▶ _Supplied information_:
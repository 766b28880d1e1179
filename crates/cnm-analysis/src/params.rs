//! Algorithm parameter schema and validation

use crate::error::{AnalysisError, Result};
use serde::{Deserialize, Serialize};
use std::collections::BTreeMap;
use std::fmt;
use std::str::FromStr;

/// Caller-supplied parameters by name
pub type Params = BTreeMap<String, ParamValue>;

/// Custom check run on a parameter value; the error string is the reason
pub type Validator = fn(&ParamValue) -> std::result::Result<(), String>;

/// Declared type of a parameter
#[derive(Debug, Clone, Copy, PartialEq, Eq, Serialize, Deserialize)]
#[serde(rename_all = "lowercase")]
pub enum ParameterType {
    String,
    Number,
    Boolean,
}

impl fmt::Display for ParameterType {
    fn fmt(&self, f: &mut fmt::Formatter<'_>) -> fmt::Result {
        let s = match self {
            Self::String => "string",
            Self::Number => "number",
            Self::Boolean => "boolean",
        };
        write!(f, "{}", s)
    }
}

/// A parameter value
#[derive(Debug, Clone, PartialEq, Serialize, Deserialize)]
#[serde(untagged)]
pub enum ParamValue {
    Boolean(bool),
    Number(f64),
    String(String),
}

impl ParamValue {
    pub fn param_type(&self) -> ParameterType {
        match self {
            Self::Boolean(_) => ParameterType::Boolean,
            Self::Number(_) => ParameterType::Number,
            Self::String(_) => ParameterType::String,
        }
    }

    pub fn as_bool(&self) -> Option<bool> {
        match self {
            Self::Boolean(b) => Some(*b),
            _ => None,
        }
    }

    pub fn as_f64(&self) -> Option<f64> {
        match self {
            Self::Number(n) => Some(*n),
            _ => None,
        }
    }

    pub fn as_str(&self) -> Option<&str> {
        match self {
            Self::String(s) => Some(s),
            _ => None,
        }
    }
}

impl fmt::Display for ParamValue {
    fn fmt(&self, f: &mut fmt::Formatter<'_>) -> fmt::Result {
        match self {
            Self::Boolean(b) => write!(f, "{}", b),
            Self::Number(n) => write!(f, "{}", n),
            Self::String(s) => write!(f, "{}", s),
        }
    }
}

/// `true`/`false` parse as booleans, numerals as numbers, anything else as a string
impl FromStr for ParamValue {
    type Err = std::convert::Infallible;

    fn from_str(s: &str) -> std::result::Result<Self, Self::Err> {
        let trimmed = s.trim();
        Ok(match trimmed {
            "true" => Self::Boolean(true),
            "false" => Self::Boolean(false),
            _ => match trimmed.parse::<f64>() {
                Ok(n) if n.is_finite() => Self::Number(n),
                _ => Self::String(s.to_string()),
            },
        })
    }
}

impl From<bool> for ParamValue {
    fn from(b: bool) -> Self {
        Self::Boolean(b)
    }
}

impl From<f64> for ParamValue {
    fn from(n: f64) -> Self {
        Self::Number(n)
    }
}

impl From<&str> for ParamValue {
    fn from(s: &str) -> Self {
        Self::String(s.to_string())
    }
}

impl From<String> for ParamValue {
    fn from(s: String) -> Self {
        Self::String(s)
    }
}

/// One entry of an algorithm's parameter schema
#[derive(Debug, Clone, Serialize)]
#[serde(rename_all = "camelCase")]
pub struct AlgorithmParameter {
    pub name: String,
    #[serde(rename = "type")]
    pub param_type: ParameterType,
    pub description: String,
    pub default_value: ParamValue,
    #[serde(skip)]
    pub validator: Option<Validator>,
}

impl AlgorithmParameter {
    pub fn new(
        name: impl Into<String>,
        description: impl Into<String>,
        default_value: impl Into<ParamValue>,
    ) -> Self {
        let default_value = default_value.into();
        Self {
            name: name.into(),
            param_type: default_value.param_type(),
            description: description.into(),
            default_value,
            validator: None,
        }
    }

    pub fn with_validator(mut self, validator: Validator) -> Self {
        self.validator = Some(validator);
        self
    }

    /// Type check, then the custom validator if one is declared
    pub fn validate(&self, value: &ParamValue) -> std::result::Result<(), String> {
        if value.param_type() != self.param_type {
            return Err(format!(
                "expected {}, got {} '{}'",
                self.param_type,
                value.param_type(),
                value
            ));
        }
        match self.validator {
            Some(validator) => validator(value),
            None => Ok(()),
        }
    }
}

pub fn non_negative(value: &ParamValue) -> std::result::Result<(), String> {
    match value.as_f64() {
        Some(n) if n >= 0.0 && n.is_finite() => Ok(()),
        _ => Err("must be a finite number >= 0".to_string()),
    }
}

pub fn positive(value: &ParamValue) -> std::result::Result<(), String> {
    match value.as_f64() {
        Some(n) if n > 0.0 && n.is_finite() => Ok(()),
        _ => Err("must be a finite number > 0".to_string()),
    }
}

pub fn unit_fraction(value: &ParamValue) -> std::result::Result<(), String> {
    match value.as_f64() {
        Some(n) if (0.0..1.0).contains(&n) => Ok(()),
        _ => Err("must be a number in [0, 1)".to_string()),
    }
}

pub fn positive_integer(value: &ParamValue) -> std::result::Result<(), String> {
    match value.as_f64() {
        Some(n) if n >= 1.0 && n.fract() == 0.0 && n <= u32::MAX as f64 => Ok(()),
        _ => Err("must be a positive integer".to_string()),
    }
}

/// Parameters after defaults are applied and every value validated
#[derive(Debug, Clone, PartialEq)]
pub struct ResolvedParams {
    algorithm: String,
    values: Params,
}

impl ResolvedParams {
    /// Reject unknown names, validate supplied values and fill in defaults
    pub fn resolve(algorithm: &str, schema: &[AlgorithmParameter], params: &Params) -> Result<Self> {
        if let Some(unknown) = params
            .keys()
            .find(|name| !schema.iter().any(|p| &p.name == *name))
        {
            return Err(AnalysisError::UnknownParameter {
                algorithm: algorithm.to_string(),
                parameter: unknown.clone(),
            });
        }

        let mut values = Params::new();
        for parameter in schema {
            let value = params
                .get(&parameter.name)
                .unwrap_or(&parameter.default_value);
            parameter
                .validate(value)
                .map_err(|reason| AnalysisError::InvalidParameter {
                    algorithm: algorithm.to_string(),
                    parameter: parameter.name.clone(),
                    reason,
                })?;
            values.insert(parameter.name.clone(), value.clone());
        }

        Ok(Self {
            algorithm: algorithm.to_string(),
            values,
        })
    }

    pub fn values(&self) -> &Params {
        &self.values
    }

    pub fn into_values(self) -> Params {
        self.values
    }

    fn get(&self, name: &str) -> Result<&ParamValue> {
        self.values
            .get(name)
            .ok_or_else(|| AnalysisError::UnknownParameter {
                algorithm: self.algorithm.clone(),
                parameter: name.to_string(),
            })
    }

    fn mismatch(&self, name: &str, expected: ParameterType) -> AnalysisError {
        AnalysisError::InvalidParameter {
            algorithm: self.algorithm.clone(),
            parameter: name.to_string(),
            reason: format!("expected {}", expected),
        }
    }

    pub fn bool(&self, name: &str) -> Result<bool> {
        self.get(name)?
            .as_bool()
            .ok_or_else(|| self.mismatch(name, ParameterType::Boolean))
    }

    pub fn number(&self, name: &str) -> Result<f64> {
        self.get(name)?
            .as_f64()
            .ok_or_else(|| self.mismatch(name, ParameterType::Number))
    }

    pub fn string(&self, name: &str) -> Result<&str> {
        self.get(name)?
            .as_str()
            .ok_or_else(|| self.mismatch(name, ParameterType::String))
    }

    /// A number parameter validated as a positive integer
    pub fn count(&self, name: &str) -> Result<usize> {
        Ok(self.number(name)? as usize)
    }
}

#[cfg(test)]
mod tests {
    use super::*;

    fn schema() -> Vec<AlgorithmParameter> {
        vec![
            AlgorithmParameter::new("normalize", "Scale scores", true),
            AlgorithmParameter::new("maxResults", "Row cap", 50.0).with_validator(positive_integer),
            AlgorithmParameter::new("label", "Free text", "none"),
        ]
    }

    #[test]
    fn test_defaults_fill_missing() {
        let resolved = ResolvedParams::resolve("algo", &schema(), &Params::new()).unwrap();

        assert!(resolved.bool("normalize").unwrap());
        assert_eq!(resolved.count("maxResults").unwrap(), 50);
        assert_eq!(resolved.string("label").unwrap(), "none");
    }

    #[test]
    fn test_type_check_without_validator() {
        let params = Params::from([("normalize".to_string(), ParamValue::from("yes"))]);
        let err = ResolvedParams::resolve("algo", &schema(), &params).unwrap_err();

        assert!(matches!(
            err,
            AnalysisError::InvalidParameter { ref parameter, .. } if parameter == "normalize"
        ));
    }

    #[test]
    fn test_custom_validator_runs() {
        for bad in [0.0, -3.0, 2.5] {
            let params = Params::from([("maxResults".to_string(), ParamValue::from(bad))]);
            assert!(ResolvedParams::resolve("algo", &schema(), &params).is_err());
        }
        let params = Params::from([("maxResults".to_string(), ParamValue::from(7.0))]);
        let resolved = ResolvedParams::resolve("algo", &schema(), &params).unwrap();
        assert_eq!(resolved.count("maxResults").unwrap(), 7);
    }

    #[test]
    fn test_unit_fraction() {
        assert!(unit_fraction(&ParamValue::from(0.0)).is_ok());
        assert!(unit_fraction(&ParamValue::from(0.85)).is_ok());
        assert!(unit_fraction(&ParamValue::from(1.0)).is_err());
        assert!(unit_fraction(&ParamValue::from(-0.1)).is_err());
        assert!(unit_fraction(&ParamValue::from(true)).is_err());
    }

    #[test]
    fn test_unknown_parameter_rejected() {
        let params = Params::from([("bogus".to_string(), ParamValue::from(true))]);
        let err = ResolvedParams::resolve("algo", &schema(), &params).unwrap_err();
        assert!(matches!(err, AnalysisError::UnknownParameter { .. }));
    }

    #[test]
    fn test_parse_from_cli_text() {
        assert_eq!("true".parse::<ParamValue>().unwrap(), ParamValue::Boolean(true));
        assert_eq!("2.5".parse::<ParamValue>().unwrap(), ParamValue::Number(2.5));
        assert_eq!("abc".parse::<ParamValue>().unwrap(), ParamValue::from("abc"));
        assert_eq!("NaN".parse::<ParamValue>().unwrap(), ParamValue::from("NaN"));
    }

    #[test]
    fn test_schema_serializes_without_validator() {
        let json = serde_json::to_value(&schema()[1]).unwrap();
        assert_eq!(json["type"], "number");
        assert_eq!(json["defaultValue"], 50.0);
        assert!(json.get("validator").is_none());
    }
}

▶ _What you should do_:
Write down exactly the span of lines above from the one containing "pub struct ResolvedParams" to the one containing "params: &Params) ->", both ends included.

▶ _Your solution_:
pub struct ResolvedParams {
    algorithm: String,
    values: Params,
}

impl ResolvedParams {
    /// Reject unknown names, validate supplied values and fill in defaults
    pub fn resolve(algorithm: &str, schema: &[AlgorithmParameter], params: &Params) -> Result<Self> {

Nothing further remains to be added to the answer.